Phyto-aromathérapie

Mes 1ers pas vers l’aromathérapie datent de la faculté de pharmacie (1998), où j’ai étudié la toxicité des huiles essentielles lors de mon projet officinal. Mais le vrai révélateur fut la pharmacie de Condrieu (2004-2008), poste durant lequel j’ai eu à charge de développer notre rayon aromathérapie. C’est ainsi que commencèrent mon grand intérêt et mes formations sur cet outil au combien puissant qu’est l’aromathérapie, tant sur le plan physique, psychique qu’émotionnel.
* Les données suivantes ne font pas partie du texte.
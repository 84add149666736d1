//! Domain models for Cozinha ao Lucro

mod ingredient;
mod order;
mod plan;
mod product;

pub use ingredient::*;
pub use order::*;
pub use plan::*;
pub use product::*;
//! Health check handlers

use axum::{extract::State, Json};
use serde::Serialize;

use crate::AppState;

#[derive(Serialize)]
pub struct HealthResponse {
    pub status: String,
    pub version: String,
    pub database: String,
}

/// Health check endpoint handler
pub async fn health_check(State(state): State<AppState>) -> Json<HealthResponse> {
    let db_status = match sqlx::query("SELECT 1").execute(&state.db).await {
        Ok(_) => "connected".to_string(),
        Err(e) => {
            tracing::warn!(error = %e, "Database health check failed");
            "disconnected".to_string()
        }
    };

    Json(HealthResponse {
        status: "healthy".to_string(),
        version: env!("CARGO_PKG_VERSION").to_string(),
        database: db_status,
    })
}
Formation à l’école de Dominique Baudoux, DU de Phytoaromathérapie à Besançon, avec Jean-Michel Morel, un des grands spécialistes de la phyto-aromathérapie en France, puis d’autres formations plus subtiles sur l’utilisation des HE en résonnance avec les chakras (Olfactothérapie de Gilles Fournil), HE et médecine traditionnelle chinoise (Myrtéa)…
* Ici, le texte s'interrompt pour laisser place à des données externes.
//! HTTP handlers for the ingredient catalog

use axum::{
    extract::{Path, State},
    http::StatusCode,
    Json,
};
use uuid::Uuid;

use crate::error::AppResult;
use crate::middleware::CurrentUser;
use crate::models::Ingredient;
use crate::services::ingredient::{CreateIngredientInput, UpdateIngredientInput};
use crate::services::IngredientService;
use crate::AppState;

/// Create an ingredient
pub async fn create_ingredient(
    State(state): State<AppState>,
    current_user: CurrentUser,
    Json(input): Json<CreateIngredientInput>,
) -> AppResult<(StatusCode, Json<Ingredient>)> {
    let service = IngredientService::new(state.db);
    let ingredient = service.create(current_user.0.business_id, input).await?;
    Ok((StatusCode::CREATED, Json(ingredient)))
}

/// List ingredients
pub async fn list_ingredients(
    State(state): State<AppState>,
    current_user: CurrentUser,
) -> AppResult<Json<Vec<Ingredient>>> {
    let service = IngredientService::new(state.db);
    let ingredients = service.list(current_user.0.business_id).await?;
    Ok(Json(ingredients))
}

/// Get an ingredient
pub async fn get_ingredient(
    State(state): State<AppState>,
    current_user: CurrentUser,
    Path(ingredient_id): Path<Uuid>,
) -> AppResult<Json<Ingredient>> {
    let service = IngredientService::new(state.db);
    let ingredient = service.get(current_user.0.business_id, ingredient_id).await?;
    Ok(Json(ingredient))
}

/// Update an ingredient
pub async fn update_ingredient(
    State(state): State<AppState>,
    current_user: CurrentUser,
    Path(ingredient_id): Path<Uuid>,
    Json(input): Json<UpdateIngredientInput>,
) -> AppResult<Json<Ingredient>> {
    let service = IngredientService::new(state.db);
    let ingredient = service
        .update(current_user.0.business_id, ingredient_id, input)
        .await?;
    Ok(Json(ingredient))
}

/// Delete an ingredient
pub async fn delete_ingredient(
    State(state): State<AppState>,
    current_user: CurrentUser,
    Path(ingredient_id): Path<Uuid>,
) -> AppResult<StatusCode> {
    let service = IngredientService::new(state.db);
    service.delete(current_user.0.business_id, ingredient_id).await?;
    Ok(StatusCode::NO_CONTENT)
}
Comme définir une huile essentielle ?

Les huiles essentielles autrefois appelées “essences”, sont fabriquées à partir d’un procédé de distillation à la vapeur douce, par extraction ou expression du zeste (extraction mécanique pour les Citrus, famille des agrumes).

Le principe de distillation est connu depuis l’âge de bronze (découverte des 1ers alambics dans la vallée de l’Indus). Il serait importé en Europe au XIIIe siècle, au retour des croisades, et d’abord utilisé pour l’extraction d’eaux florales et la distillation des alcools, ce n’est qu’au XVIe siècle que la distinction entre huile essentielle et eau florale est faite.

En effet, le résidu de la distillation concentre en surface l’huile essentielle, qui surnage au-dessus de l’eau florale, encore appelée hydrolat aromatique (moins de 0,5% d’HE).

Phytothérapie et aromathérapie sont indissociables. Depuis Jean Valnet, un des pères de l’aromathérapie, qui désignait la phyto-aromathérapie comme l’ensemble des produits d’origine végétale en thérapeutique, il ne faut cependant pas se tromper quant à l’usage d’une huile essentielle ou d’un extrait de plante, leurs indications étant très souvent différentes, du fait qu’elles ne concentrent pas les mêmes molécules, ni ne présentent les mêmes concentrations en actifs.

Par ailleurs, de nombreux principes actifs en phytothérapie sont solubles dans l’eau, alors que les huiles essentielles sont par définition liposolubles et hydrophobes (non dispersibles dans l’eau, solubles dans les graisses), ce qui conditionne leurs propriétés et leur toxicité (peau, foie, système nerveux, muqueuses…).

La phytothérapie (ou médecine par les plantes médicinales) reste depuis toujours la médecine complémentaire et alternative, pont entre l’allopathie (avec des principes actifs de synthèse dose/dépendant, aux modes d’action bien définis) et l’homéopathie (qui utilise essentiellement des souches à base de plantes, à dose infinitésimale).